Kalo tidak salah info, selama CREEP tanpa lead vocal, tukang nyanyinya di rangkap oleh Munky (mungkin ada teman-teman yang mau mengkoreksi hal ini ?). Tapi sepertinya si kumis ala Zorro ini enggak pernah PeDe untuk merangkap jabatan. Mereka menyebar iklan di berbagai kesempatan. Audisi mencari vocal di gelar puluhan kali, tapi mereka gak nemu-nemu juga yang sesuai dengan aliran mereka terkini. Metal !

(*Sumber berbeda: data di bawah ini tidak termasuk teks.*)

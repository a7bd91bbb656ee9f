//! Product catalog reads with short-lived caching.

use std::sync::Arc;
use std::time::Duration;

use moka::future::Cache;

use bluefruit_core::ProductId;

use crate::api::{ApiError, RemoteApi};
use crate::models::Product;

/// How long catalog responses stay cached.
const CACHE_TTL: Duration = Duration::from_secs(300); // 5 minutes

/// Cache key for catalog lookups.
#[derive(Debug, Clone, Hash, PartialEq, Eq)]
enum CacheKey {
    Products,
    Product(String),
}

/// Cached value types.
#[derive(Clone)]
enum CacheValue {
    Products(Arc<Vec<Product>>),
    Product(Arc<Product>),
}

/// Read-through catalog over the remote API.
///
/// Product lists and single products are cached for five minutes; the
/// random-product endpoint is never cached, it exists to vary.
pub struct CatalogService {
    api: Arc<dyn RemoteApi>,
    cache: Cache<CacheKey, CacheValue>,
}

impl CatalogService {
    /// Create a catalog service over the remote API.
    #[must_use]
    pub fn new(api: Arc<dyn RemoteApi>) -> Self {
        let cache = Cache::builder()
            .max_capacity(1000)
            .time_to_live(CACHE_TTL)
            .build();

        Self { api, cache }
    }

    /// The full product list.
    ///
    /// # Errors
    ///
    /// Propagates any API error on a cache miss.
    pub async fn products(&self) -> Result<Vec<Product>, ApiError> {
        if let Some(CacheValue::Products(products)) = self.cache.get(&CacheKey::Products).await {
            return Ok(products.as_ref().clone());
        }

        let products = self.api.products().await?;
        self.cache
            .insert(
                CacheKey::Products,
                CacheValue::Products(Arc::new(products.clone())),
            )
            .await;
        Ok(products)
    }

    /// One product by id.
    ///
    /// # Errors
    ///
    /// Propagates any API error on a cache miss.
    pub async fn product(&self, id: &ProductId) -> Result<Product, ApiError> {
        let key = CacheKey::Product(id.as_str().to_owned());

        if let Some(CacheValue::Product(product)) = self.cache.get(&key).await {
            return Ok(product.as_ref().clone());
        }

        let product = self.api.product(id).await?;
        self.cache
            .insert(key, CacheValue::Product(Arc::new(product.clone())))
            .await;
        Ok(product)
    }

    /// A random product for recommendations. Never cached.
    ///
    /// # Errors
    ///
    /// Propagates any API error.
    pub async fn random(&self) -> Result<Product, ApiError> {
        self.api.random_product().await
    }
}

Disini kita belajar lagi. Audisi harusnya menjadi hal yang lumrah dilakukan jika kita ingin mengerjakan proyek musik secara serius. Bukan sekedar berdasar pada kenalan dekat atau pernik-pernik perkoncoan lainnya, apalagi asal comot begitu saja. Audisi jelas dimaksudkan untuk menambal kemampuan dan stamina setara. Bahkan kalo bisa, dengan bertambahnya personil baru, keberadaannya mampu memperkaya warna musik yang digarap. Tidak usah terburu-buru. Temukan yang betul-betul seimbang karena band sesungguhnya adalah sebuah komposisi kerja bersama, bukan ajang tonjol menonjol satu sama lain.
Karena belum menemukan jodoh juga, empat manusia Bakersfield ini akhirnya mudik. Selama ini mereka stay di Orange County, tempat mereka dulu melahirkan album indie label bersama Triple X Records. Di tengah perjalanan, mereka istirohat di sebuah POM Bensin..eh, bar. Disitulah mereka terpana melihat aksi Jonathan Davis dengan band nya yang bernama Sex Art (anjrit banget nama bandnya bro !). Sex Art membawakan aliran gaya-gaya Pearl Jam. Bagi mereka, suara Jon yang gahar garing nan kasar bin aneh mirip setan cocoknya ya disatukan dengan gagasan-gasan musik mereka. Dibawah panggung, Jon langsung ditodong diam-diam oleh para personil CREEP, dirayu-rayu (mungkin juga dijanjikan hal yang muluk-muluk) sehingga tak butuh waktu lama Jon mengatakan “Oke” untuk bergabung. Dari obrolan dadakan itulah makin diketahui bahwa Jon ternyata juga mempunyai latar belakang aneh. Selain nge-band, dia juga bekerja sebagai asisten pengobrak abrik jenasah alias bedah mayat di sebuah rumah sakit.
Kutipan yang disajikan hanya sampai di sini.